Quand on lit les commentaires bibliques de Calvin, qui forment une part dix fois plus importante de son œuvre que l’Institution, même remaniée et augmentée comme elle l’a été jusqu’à sa mort, on s’aperçoit, contrairement à l’image que nous en avons, qu’il n’y a pas pour Calvin une seule interprétation du texte qui serait la bonne, qui serait la sienne et qui serait la vérité. Il se méfie de tous ceux qui se disent prophètes, et il est remarquable qu’il n’ait justement jamais commenté le Livre de l’Apocalypse. À Genève, la compagnie des pasteurs organise la disputation sur le sens des textes, le dissensus autorisé. Mais c’est justement le rôle de l’Institution que de nous faire accepter que nous sommes des écoliers, qui doivent être formés et institués, et qui ne peuvent pas laisser leurs interprétations des Écritures divaguer toutes seules : comme j’aime à le dire, elles doivent différer ensemble, et l’institution donne le cadre et les limites de cette variation sur un texte commun.

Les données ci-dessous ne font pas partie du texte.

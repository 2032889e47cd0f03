//! Fixed-threshold binarization
//!
//! Converts grayscale sample grids to binary foreground/background grids
//! with a single elementwise rule: a sample is foreground iff it is
//! strictly greater than the threshold. Multi-channel inputs are handled
//! by binarizing each channel independently with the same rule.

use crate::error::{BinarizeError, BinarizeResult};
use blobseg_core::{BinGrid, FGrid};

/// Convert a grayscale grid to binary using a fixed threshold
///
/// Samples strictly greater than `threshold` become foreground; all
/// other samples (including those exactly equal to the threshold)
/// become background. The pass is pure and elementwise, so the output
/// has the same shape as the input.
///
/// # Arguments
///
/// * `grid` - Input grayscale grid
/// * `threshold` - Binarization cutoff
///
/// # Errors
///
/// Returns `BinarizeError::InvalidThreshold` if `threshold` is NaN or
/// infinite.
///
/// # Examples
///
/// ```
/// use blobseg_binarize::threshold_to_binary;
/// use blobseg_core::FGrid;
///
/// let gray = FGrid::from_data(2, 1, vec![0.3, 0.9]).unwrap();
/// let binary = threshold_to_binary(&gray, 0.5).unwrap();
/// assert_eq!(binary.get_pixel(0, 0), Some(false));
/// assert_eq!(binary.get_pixel(1, 0), Some(true));
/// ```
pub fn threshold_to_binary(grid: &FGrid, threshold: f32) -> BinarizeResult<BinGrid> {
    if !threshold.is_finite() {
        return Err(BinarizeError::InvalidThreshold(threshold));
    }

    let (width, height) = grid.dimensions();
    let data = grid.data().iter().map(|&v| v > threshold).collect();

    BinGrid::from_data(width, height, data).map_err(BinarizeError::Core)
}

/// Binarize several channels independently with the same threshold
///
/// Each channel is thresholded with [`threshold_to_binary`]; there is no
/// cross-channel interaction. All channels must share dimensions.
///
/// # Errors
///
/// Returns `BinarizeError::ChannelDimensionMismatch` if the channels
/// disagree on shape, or `BinarizeError::InvalidThreshold` for a
/// non-finite threshold.
pub fn threshold_channels(channels: &[FGrid], threshold: f32) -> BinarizeResult<Vec<BinGrid>> {
    let Some(first) = channels.first() else {
        return Ok(Vec::new());
    };

    let expected = first.dimensions();
    for channel in channels {
        if channel.dimensions() != expected {
            return Err(BinarizeError::ChannelDimensionMismatch {
                expected,
                actual: channel.dimensions(),
            });
        }
    }

    channels
        .iter()
        .map(|channel| threshold_to_binary(channel, threshold))
        .collect()
}
/// Flood one component from its seed pixel
///
/// Pops pending coordinates off the worklist, folds each into the
/// running pixel count and bounding rectangle, and pushes unlabeled
/// in-bounds foreground neighbors. A pixel is stamped when pushed, so it
/// enters the worklist at most once.
fn flood(
    bin: &BinGrid,
    labels: &mut LabelGrid,
    worklist: &mut VecDeque<(u32, u32)>,
    seed_x: u32,
    seed_y: u32,
    label: u32,
    connectivity: Connectivity,
) -> Component {
    let width = bin.width();
    let height = bin.height();

    let mut component = Component {
        label,
        pixel_count: 0,
        top: seed_y,
        left: seed_x,
        bottom: seed_y,
        right: seed_x,
    };

    worklist.clear();
    let _ = labels.set_pixel(seed_x, seed_y, label);
    worklist.push_back((seed_x, seed_y));

    while let Some((x, y)) = worklist.pop_front() {
        component.pixel_count += 1;
        component.left = component.left.min(x);
        component.right = component.right.max(x);
        component.top = component.top.min(y);
        component.bottom = component.bottom.max(y);

        // 4-way neighbors, bounds guarded before any access
        if x > 0 {
            try_push(bin, labels, worklist, x - 1, y, label);
        }
        if x + 1 < width {
            try_push(bin, labels, worklist, x + 1, y, label);
        }
        if y > 0 {
            try_push(bin, labels, worklist, x, y - 1, label);
        }
        if y + 1 < height {
            try_push(bin, labels, worklist, x, y + 1, label);
        }

        // Diagonal neighbors for 8-way connectivity
        if connectivity == Connectivity::EightWay {
            if x > 0 && y > 0 {
                try_push(bin, labels, worklist, x - 1, y - 1, label);
            }
            if x + 1 < width && y > 0 {
                try_push(bin, labels, worklist, x + 1, y - 1, label);
            }
            if x > 0 && y + 1 < height {
                try_push(bin, labels, worklist, x - 1, y + 1, label);
            }
            if x + 1 < width && y + 1 < height {
                try_push(bin, labels, worklist, x + 1, y + 1, label);
            }
        }
    }

    component
}

/// Stamp and enqueue (x, y) if it is unlabeled foreground
#[inline]
fn try_push(
    bin: &BinGrid,
    labels: &mut LabelGrid,
    worklist: &mut VecDeque<(u32, u32)>,
    x: u32,
    y: u32,
    label: u32,
) {
    if bin.get_pixel(x, y) == Some(true) && labels.get_pixel(x, y) == Some(UNLABELED) {
        let _ = labels.set_pixel(x, y, label);
        worklist.push_back((x, y));
    }
}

Bref, la parole de Dieu dépasse les capacités de nos oreilles. C’est pourquoi il faut former des auditeurs, des interprètes capables de recevoir. Non pas des interprètes crédules, mais des interprètes crédibles, connaissant les langues d’origine, les textes et leurs contextes d’énonciation. Et surtout des interprètes un peu adultes qui ne s’arrêtent pas à la lettre, qui aillent droit à l’essentiel : à ce que le texte fait sentir, fait faire, fait dire à son récepteur, sobrement, modestement, maintenant, dans le contexte où il se trouve. Les Écritures autorisent la parole. Elles ne sont pas magiques, elles sont pragmatiques. Et l’interprétation du texte n’est pas allégorique, elle est éthique : qu’est-ce que nous en faisons dans notre vie ? qu’est-ce que ça nous fait ?

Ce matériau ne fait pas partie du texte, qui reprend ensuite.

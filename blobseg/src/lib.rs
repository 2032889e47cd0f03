//! blobseg - Binary raster segmentation
//!
//! blobseg extracts connected foreground regions from binary raster
//! images and reports, per region, its pixel count and axis-aligned
//! bounding box, discarding regions below configured size floors.
//!
//! # Overview
//!
//! The library is a pipeline of two stages over parallel grids:
//!
//! - **Binarization** - threshold a grayscale [`FGrid`] into a
//!   [`BinGrid`] (with optional inversion for dark-on-light subjects)
//! - **Labeling** - flood-fill every connected foreground region into a
//!   [`LabelGrid`] and collect per-region records, in deterministic
//!   row-major seed order
//!
//! # Example
//!
//! ```
//! use blobseg::FGrid;
//! use blobseg::region::{ComponentFilter, SegmentOptions, segment};
//!
//! // A bright 2x2 block and a stray bright pixel
//! let gray = FGrid::from_data(
//!     4,
//!     3,
//!     vec![
//!         0.9, 0.9, 0.0, 0.0, //
//!         0.9, 0.9, 0.0, 0.0, //
//!         0.0, 0.0, 0.0, 0.9, //
//!     ],
//! )
//! .unwrap();
//!
//! // Keep only regions of at least 2 pixels
//! let options = SegmentOptions::new(0.5)
//!     .with_filter(ComponentFilter::default().with_min_pixels(2));
//! let result = segment(&gray, &options).unwrap();
//!
//! assert_eq!(result.components.len(), 1);
//! assert_eq!(result.components[0].pixel_count, 4);
//! assert_eq!(result.discarded, 1);
//! ```

// Re-export core types (primary data structures used everywhere)
pub use blobseg_core::*;

// Re-export domain crates as modules to avoid name conflicts
pub use blobseg_binarize as binarize;
pub use blobseg_region as region;
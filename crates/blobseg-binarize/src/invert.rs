//! Grayscale inversion
//!
//! For images where the subject is darker than the background, inverting
//! the samples before thresholding lets the same strictly-greater rule
//! pick out the subject.

use blobseg_core::FGrid;

/// Invert a grayscale grid
///
/// Computes `1.0 - v` for every sample, for inputs normalized to
/// `[0, 1]`. Pure and elementwise; the output has the same shape as the
/// input.
///
/// # Examples
///
/// ```
/// use blobseg_binarize::invert;
/// use blobseg_core::FGrid;
///
/// let gray = FGrid::from_data(2, 1, vec![0.25, 1.0]).unwrap();
/// let inverted = invert(&gray);
/// assert_eq!(inverted.get_pixel(0, 0).unwrap(), 0.75);
/// assert_eq!(inverted.get_pixel(1, 0).unwrap(), 0.0);
/// ```
pub fn invert(grid: &FGrid) -> FGrid {
    let mut inverted = grid.clone();
    for v in inverted.data_mut() {
        *v = 1.0 - *v;
    }
    inverted
}

#[cfg(test)]
mod tests {
    use super::*;

    #[test]
    fn test_invert_values() {
        let gray = FGrid::from_data(3, 1, vec![0.0, 0.4, 1.0]).unwrap();
        let inverted = invert(&gray);

        assert_eq!(inverted.get_pixel(0, 0).unwrap(), 1.0);
        assert_eq!(inverted.get_pixel(1, 0).unwrap(), 0.6);
        assert_eq!(inverted.get_pixel(2, 0).unwrap(), 0.0);
    }

    #[test]
    fn test_invert_preserves_shape() {
        let gray = FGrid::new(5, 4).unwrap();
        let inverted = invert(&gray);
        assert_eq!(inverted.dimensions(), (5, 4));
    }

    #[test]
    fn test_invert_then_threshold_selects_dark() {
        use crate::threshold::threshold_to_binary;

        // Dark subject (0.1) on a light background (0.9)
        let gray = FGrid::from_data(3, 1, vec![0.9, 0.1, 0.9]).unwrap();
        let binary = threshold_to_binary(&invert(&gray), 0.5).unwrap();

        assert_eq!(binary.get_pixel(0, 0), Some(false));
        assert_eq!(binary.get_pixel(1, 0), Some(true));
        assert_eq!(binary.get_pixel(2, 0), Some(false));
    }
}
//! blobseg-binarize - Grayscale to binary conversion
//!
//! This crate reduces floating-point grayscale grids to the binary
//! foreground/background grids consumed by the labeling engine:
//!
//! - **Fixed-threshold binarization** - a sample is foreground iff it is
//!   strictly greater than the threshold
//! - **Per-channel binarization** - independent thresholding of multiple
//!   channels with the same rule
//! - **Inversion** - `1.0 - v` pre-pass for dark-on-light subjects
//!
//! # Examples
//!
//! ```
//! use blobseg_binarize::threshold_to_binary;
//! use blobseg_core::FGrid;
//!
//! let gray = FGrid::from_data(3, 1, vec![0.1, 0.6, 0.9]).unwrap();
//! let binary = threshold_to_binary(&gray, 0.5).unwrap();
//! assert_eq!(binary.count_foreground(), 2);
//! ```

pub mod error;
pub mod invert;
pub mod threshold;

// Re-export error types
pub use error::{BinarizeError, BinarizeResult};

// Re-export operations
pub use invert::invert;
pub use threshold::{threshold_channels, threshold_to_binary};
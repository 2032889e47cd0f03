//! Regression test parameters and operations

use crate::error::TestResult;
use crate::{golden_dir, regout_dir};
use std::fs;
use std::path::Path;

/// Regression test mode
#[derive(Debug, Clone, Copy, PartialEq, Eq, Default)]
pub enum RegTestMode {
    /// Generate golden files
    Generate,
    /// Compare with golden files (default)
    #[default]
    Compare,
    /// Display mode - run without comparison
    Display,
}

impl RegTestMode {
    /// Parse mode from the `REGTEST_MODE` environment variable
    pub fn from_env() -> Self {
        match std::env::var("REGTEST_MODE")
            .unwrap_or_default()
            .to_lowercase()
            .as_str()
        {
            "generate" => Self::Generate,
            "display" => Self::Display,
            _ => Self::Compare,
        }
    }
}

/// Regression test parameters
///
/// Tracks the state of one regression test: the test name, current
/// comparison index, mode, and success status.
pub struct RegParams {
    /// Name of the test (e.g., "conncomp")
    pub test_name: String,
    /// Current test index (incremented before each comparison)
    index: usize,
    /// Test mode (generate, compare, or display)
    pub mode: RegTestMode,
    /// Overall success status
    success: bool,
    /// Recorded failures
    failures: Vec<String>,
}

impl RegParams {
    /// Create new regression test parameters
    ///
    /// The mode is read from the `REGTEST_MODE` environment variable.
    pub fn new(test_name: &str) -> Self {
        let mode = RegTestMode::from_env();

        // Ensure directories exist
        let _ = fs::create_dir_all(golden_dir());
        let _ = fs::create_dir_all(regout_dir());

        eprintln!();
        eprintln!("////////////////////////////////////////////////");
        eprintln!("////////////////   {}_reg   ///////////////", test_name);
        eprintln!("////////////////////////////////////////////////");
        eprintln!("Mode: {:?}", mode);

        Self {
            test_name: test_name.to_string(),
            index: 0,
            mode,
            success: true,
            failures: Vec::new(),
        }
    }

    /// Get the current test index
    pub fn index(&self) -> usize {
        self.index
    }

    /// Check if in display mode
    pub fn display(&self) -> bool {
        self.mode == RegTestMode::Display
    }

    /// Compare two floating-point values
    ///
    /// Returns `true` if values match within `delta`.
    pub fn compare_values(&mut self, expected: f64, actual: f64, delta: f64) -> bool {
        self.index += 1;
        let diff = (expected - actual).abs();

        if diff > delta {
            let msg = format!(
                "Failure in {}_reg: value comparison for index {}\n\
                 difference = {} but allowed delta = {}\n\
                 expected = {}, actual = {}",
                self.test_name, self.index, diff, delta, expected, actual
            );
            eprintln!("{}", msg);
            self.failures.push(msg);
            self.success = false;
            false
        } else {
            true
        }
    }

    /// Compare two binary data arrays
    ///
    /// Returns `true` if data is identical.
    pub fn compare_strings(&mut self, data1: &[u8], data2: &[u8]) -> bool {
        self.index += 1;

        if data1 != data2 {
            let msg = format!(
                "Failure in {}_reg: string comparison for index {}\n\
                 sizes: {} vs {}",
                self.test_name,
                self.index,
                data1.len(),
                data2.len()
            );
            eprintln!("{}", msg);
            self.failures.push(msg);
            self.success = false;
            false
        } else {
            true
        }
    }

    /// Write data to file and check against the golden file
    ///
    /// In generate mode, the output is copied to the golden directory.
    /// In compare mode, it is compared byte-for-byte with the golden
    /// file. In display mode, the output is only written.
    pub fn write_data_and_check(&mut self, data: &[u8], ext: &str) -> TestResult<()> {
        self.index += 1;

        let local_path = format!(
            "{}/{}.{:02}.{}",
            regout_dir(),
            self.test_name,
            self.index,
            ext
        );

        fs::write(&local_path, data)?;
        self.check_file(&local_path)
    }

    /// Check a file against its golden counterpart
    fn check_file(&mut self, local_path: &str) -> TestResult<()> {
        let ext = Path::new(local_path)
            .extension()
            .and_then(|e| e.to_str())
            .unwrap_or("");

        let golden_path = format!(
            "{}/{}_golden.{:02}.{}",
            golden_dir(),
            self.test_name,
            self.index,
            ext
        );

        match self.mode {
            RegTestMode::Generate => {
                fs::copy(local_path, &golden_path)?;
                eprintln!("Generated: {}", golden_path);
            }
            RegTestMode::Compare => {
                if !Path::new(&golden_path).exists() {
                    let msg = format!(
                        "Failure in {}_reg: golden file not found: {}",
                        self.test_name, golden_path
                    );
                    eprintln!("{}", msg);
                    self.failures.push(msg);
                    self.success = false;
                    return Ok(());
                }

                let local_data = fs::read(local_path)?;
                let golden_data = fs::read(&golden_path)?;

                if local_data != golden_data {
                    let msg = format!(
                        "Failure in {}_reg, index {}: comparing {} with {}",
                        self.test_name, self.index, local_path, golden_path
                    );
                    eprintln!("{}", msg);
                    self.failures.push(msg);
                    self.success = false;
                }
            }
            RegTestMode::Display => {
                // Nothing to compare in display mode
            }
        }

        Ok(())
    }

    /// Clean up and report results
    ///
    /// Returns `true` if all comparisons passed.
    pub fn cleanup(self) -> bool {
        if self.success {
            eprintln!("SUCCESS: {}_reg", self.test_name);
        } else {
            eprintln!("FAILURE: {}_reg", self.test_name);
            for failure in &self.failures {
                eprintln!("  {}", failure);
            }
        }
        eprintln!();

        self.success
    }

    /// Check if all comparisons have passed so far
    pub fn is_success(&self) -> bool {
        self.success
    }

    /// Get the list of failures
    pub fn failures(&self) -> &[String] {
        &self.failures
    }
}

2. La rupture théologico-politique, côté Hobbes.

L’articulation des deux régimes.

Ces deux ou trois éléments préalables disposés, nous pouvons en venir au cœur de notre sujet. C’est que la Réforme est contemporaine d’une grave crise de légitimité, et que Calvin, comme Hobbes plus tard, se bat simultanément sur deux fronts : celui de l’Église romaine, qui prétend avoir le monopole de l’interprétation par la médiation de la tradition instituée ; celui des sectes anabaptistes et autres dissidents, qui donnent à tous les individus inspirés le droit d’interpréter.

La doctrine calvinienne du politique s’appuie sur la théorie luthérienne des deux règnes : « […] il y a double régime en l’homme. L’un est spirituel, par lequel la conscience est instruite et enseignée des choses de Dieu et de ce qui appartient à la piété. L’autre est politique ou civil, par lequel l’homme est enseigné des offices d’humanité et civilité qu’il faut garder entre les hommes […]. Il y a comme deux mondes en l’homme, lesquels se peuvent gouverner et par divers rois et par diverses lois. Cette distinction sera pour nous avertir que ce que l’Évangile enseigne de la liberté spirituelle, que nous ne le tirions point contre droit et raison à la police terrestre, comme si les chrétiens ne devaient point être sujets aux lois humaines »[8].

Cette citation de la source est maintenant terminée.